25 May 1999
Assurance boss will succeed or quit

By FWi staff

THE head of one of the countrys largest farm assurance schemes yesterday (Monday) indicated he would resign unless the scheme is fully operational before the end of next year.

David Peace, chief executive of Assured British Meat (ABM), said he was confident that agreed standards would be in place for the entire meat industry by the end of 2000.

About £5 million was made available to ABM when the organisation was launched in January last year to boost consumer confidence in British meat after the BSE crisis.

Jack Cunningham, then minister of agriculture, gave ABM three years to introduce umbrella certification across the entire meat industry before it became self-financing.

Since the launch, ABM officials have established comprehensive safety standards in the form of assurance schemes for almost every link in the meat supply chain.

But ABM negotiators have yet to successfully finalise an agreed set of standards for two essential sectors of the meat supply industry.

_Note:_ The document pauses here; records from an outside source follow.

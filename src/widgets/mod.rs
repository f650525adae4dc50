//! HUD widgets.
//!
//! Each submodule draws one visual element into a [`Scene`](crate::scene::Scene)
//! in view-local coordinates:
//!
//! - [`speed`]: header gradient, set-speed box, limit sign, current speed
//! - [`road`]: lane lines, road edges, driving path, blind-spot areas
//! - [`lead`]: lead-vehicle chevrons
//! - [`driver_state`]: driver-monitor face and tracking arcs
//! - [`compass`]: bearing rings, labels and ticks
//! - [`signals`]: turn-signal sweep
//! - [`personality`]: driving-personality badge
//! - [`wheel`]: engage button and rotating wheel
//! - [`status_bar`]: bottom status strip
//! - [`alerts`]: alert banner
//! - [`primitives`]: shared low-level helpers
//!
//! # Architecture
//!
//! Widgets are plain functions of `(scene, state, view size)`. They hold no
//! state of their own; anything time-dependent (animation index, badge
//! opacity, driver pose) is passed in by the compositor. Visibility gating
//! that depends on *other* widgets (compass and badge yielding to the signal
//! sweep) lives in the compositor, not here.

mod alerts;
mod compass;
mod driver_state;
mod lead;
mod personality;
mod primitives;
mod road;
mod signals;
mod speed;
mod status_bar;
mod wheel;

pub use alerts::{alert_color, alert_rect, draw_alert};
pub use compass::{cardinal_lit, draw_compass, nearest_tick};
pub use driver_state::{arc_color, draw_driver_state, projected_outline};
pub use lead::{Chevron, chevron, chevron_alpha, draw_lead};
pub use personality::draw_personality;
pub use primitives::{circle_rect, draw_icon, draw_text, fill_polygon, stroke_circle};
pub use road::{draw_road, lane_line_color, path_edge_gradient, path_gradient, road_edge_color};
pub use signals::{Side, draw_signals, signal_image, signal_origin};
pub use speed::{
    SetSpeedBox,
    draw_current_speed,
    draw_header_gradient,
    draw_set_speed,
    draw_speed_limit,
    set_speed_box,
    set_speed_colors,
};
pub use status_bar::{draw_status_bar, status_bar_rect};
pub use wheel::{draw_engage_button, draw_rotating_wheel, wheel_background, wheel_image};
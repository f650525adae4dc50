//! Layout compositor.
//!
//! Builds the [`Scene`] for one frame from the display snapshot, the
//! animation values and the current alert. The draw order is fixed:
//!
//! | # | Layer | Gate |
//! |---|-------|------|
//! | 1 | border fill | always |
//! | 2 | camera views | always (black without a frame) |
//! | 3 | road, leads | world objects visible |
//! | 4 | driver state | head pose present |
//! | 5 | header, set speed, limit sign, speed | always |
//! | 6 | engage button | engageable, rotating wheel off |
//! | 7 | personality badge | button enabled, no signal sweep |
//! | 8 | compass | compass on, no signal sweep |
//! | 9 | turn signals | signal sweep |
//! | 10 | rotating wheel | rotating wheel on |
//! | 11 | status bar | status bar on |
//! | 12 | alert banner | alert visible |
//!
//! Widgets 3–11 draw in HUD-view coordinates; the alert spans the whole
//! area inside the border, over any extra camera views.

use std::sync::Arc;

use crate::alerts::Alert;
use crate::animations::BadgeOpacity;
use crate::camera::CameraFrame;
use crate::colors::Rgba;
use crate::layout::{SurfaceOptions, ViewKind, ViewLayout};
use crate::scene::{DrawOp, Layer, Paint, PointF, RectF, Scene};
use crate::state::DisplayState;
use crate::widgets;

/// Everything one frame is composed from.
#[derive(Clone, Debug)]
pub struct FrameInputs<'a> {
    pub ds: &'a DisplayState,
    pub alert: &'a Alert,
    pub signal_index: usize,
    pub badge: BadgeOpacity,
    /// Current border color; painted opaque.
    pub border: Rgba,
    pub road_frame: Option<Arc<CameraFrame>>,
    /// Frame for the dual-camera view, when shown.
    pub wide_frame: Option<Arc<CameraFrame>>,
    pub map_on_left: bool,
}

#[derive(Clone, Copy, Debug, Default)]
pub struct Compositor {
    options: SurfaceOptions,
}

impl Compositor {
    /// `options` are fixed for the compositor's lifetime.
    pub const fn new(options: SurfaceOptions) -> Self {
        Self { options }
    }

    #[inline]
    pub const fn options(&self) -> SurfaceOptions {
        self.options
    }

    pub fn layout(&self, width: u32, height: u32, map_on_left: bool) -> ViewLayout {
        ViewLayout::split(width, height, self.options, map_on_left)
    }

    pub fn compose(&self, width: u32, height: u32, inputs: &FrameInputs<'_>) -> Scene {
        let mut scene = Scene::new(width, height);
        let layout = self.layout(width, height, inputs.map_on_left);

        scene.push(Layer::Border, DrawOp::Fill {
            rect: RectF::new(0.0, 0.0, width as f32, height as f32),
            paint: Paint::Solid(inputs.border.with_alpha(0xff)),
        });

        for (kind, rect) in &layout.views {
            let (layer, frame) = match kind {
                ViewKind::Hud => (Layer::Camera, inputs.road_frame.clone()),
                ViewKind::DualCamera => (Layer::ExtraView, inputs.wide_frame.clone()),
                ViewKind::MapRender => (Layer::ExtraView, None),
            };
            scene.push(layer, DrawOp::Camera { rect: *rect, frame });
        }

        let hud = layout.hud();
        scene.set_origin(PointF::new(hud.x, hud.y));
        Self::draw_hud(&mut scene, inputs, hud.w, hud.h);

        scene.set_origin(PointF::new(layout.inner.x, layout.inner.y));
        widgets::draw_alert(&mut scene, inputs.alert, layout.inner.w, layout.inner.h);
        scene.set_origin(PointF::default());
        scene
    }

    fn draw_hud(scene: &mut Scene, inputs: &FrameInputs<'_>, w: f32, h: f32) {
        let ds = inputs.ds;
        let animating = ds.signal_animating();

        if let Some(world) = &ds.world {
            widgets::draw_road(scene, ds, world, h);
            for lead in &world.leads {
                widgets::draw_lead(scene, lead, ds.flags.colored_path, w, h);
            }
        }
        if let Some(pose) = &ds.driver {
            widgets::draw_driver_state(scene, ds, pose, w, h);
        }

        widgets::draw_header_gradient(scene, w);
        let bx = widgets::draw_set_speed(scene, ds);
        widgets::draw_speed_limit(scene, ds, &bx);
        widgets::draw_current_speed(scene, ds, w);

        widgets::draw_engage_button(scene, ds, w);
        if ds.flags.personality_button && !animating {
            widgets::draw_personality(scene, ds.personality, inputs.badge, ds.rhd, ds.flags.mute_dm, w, h);
        }
        if ds.flags.compass && !animating {
            widgets::draw_compass(scene, ds.bearing_deg, ds.rhd, w, h);
        }
        if animating {
            widgets::draw_signals(scene, ds, inputs.signal_index, w, h);
        }
        if ds.flags.rotating_wheel {
            widgets::draw_rotating_wheel(scene, ds, w);
        }
        if ds.flags.status_bar {
            widgets::draw_status_bar(scene, w, h);
        }
    }
}
fn draw_text(fb: &mut FrameBuffer, op: &TextOp) {
    if op.text.is_empty() || op.color.is_transparent() {
        return;
    }
    let (font, scale) = font_for(op.size);
    let advance = (font.character_size.width + font.character_spacing) * scale;
    let max_chars = op.wrap_width.map(|w| ((w / advance as f32) as usize).max(1));
    let lines = wrap_lines(&op.text, max_chars);

    let line_h = (font.character_size.height * scale) as f32;
    let block_h = line_h * lines.len() as f32;
    let top = match op.align {
        TextAlign::TopCenter => op.anchor.y,
        TextAlign::Center => op.anchor.y - block_h / 2.0,
        TextAlign::BottomCenter => op.anchor.y - block_h,
    };

    for (row, line) in lines.iter().enumerate() {
        let mask = GlyphMask::render(line, font, op.bold);
        let x0 = (op.anchor.x - (mask.width * scale) as f32 / 2.0).round() as i32;
        let y0 = (line_h.mul_add(row as f32, top)).round() as i32;
        let s = scale as i32;
        for my in 0..mask.height as i32 {
            for mx in 0..mask.width as i32 {
                if !mask.bits[(my as u32 * mask.width + mx as u32) as usize] {
                    continue;
                }
                for dy in 0..s {
                    for dx in 0..s {
                        fb.blend(x0 + mx * s + dx, y0 + my * s + dy, op.color);
                    }
                }
            }
        }
    }
}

Farmers were among the first sectors of the industry to climb aboard when ABM received the backing of the Farm Assured British Beef and Lamb scheme last July.

A scheme laying down minimum standards for retail butchers was launched last November and a scheme for abattoirs was launched earlier this month.

But half-way into its funding period, ABM-endorsed codes of practice for cold store operators and meat manufacturers are still being thrashed out behind the scenes.

Mr Peace, who became ABM chief executive in April last year, said he was determined a deal will be struck before ABMs funding runs out in 18 months time.

“If that doesnt happen, I guess you will probably be looking at a new chief executive,” he said yesterday.

Recent progress has been on some fronts, however.

An assurance scheme for catering butchers was unveiled yesterday afternoon at the annual general meeting of the National Association of Catering Butchers (NACB).

The catering scheme encompasses all existing legislation and also covers purchased goods, temperature control, transport, hygiene, equipment and training.

Mr Peace told delegates at the NACB meeting in London that catering was a huge growth area, forecast to account for one third of total meat consumption by 2005.

“ABM is well on the way to achieving its launch pledge of delivering credible, independent safety standards integrated across the entire meat industry,” he said.

The NACB, which was established in 1985 to represent the interests of butchers who supply the catering trade, will now publicise the scheme with its customers.

A major marketing campaign will target the hospitality and catering industries in an attempt to persuade them to source meat only from ABM-accredited butchers.

Damien Murray, NACB chairman, said the scheme “reinforced the importance” that all caterers and restaurateurs should source meat only from NACB members.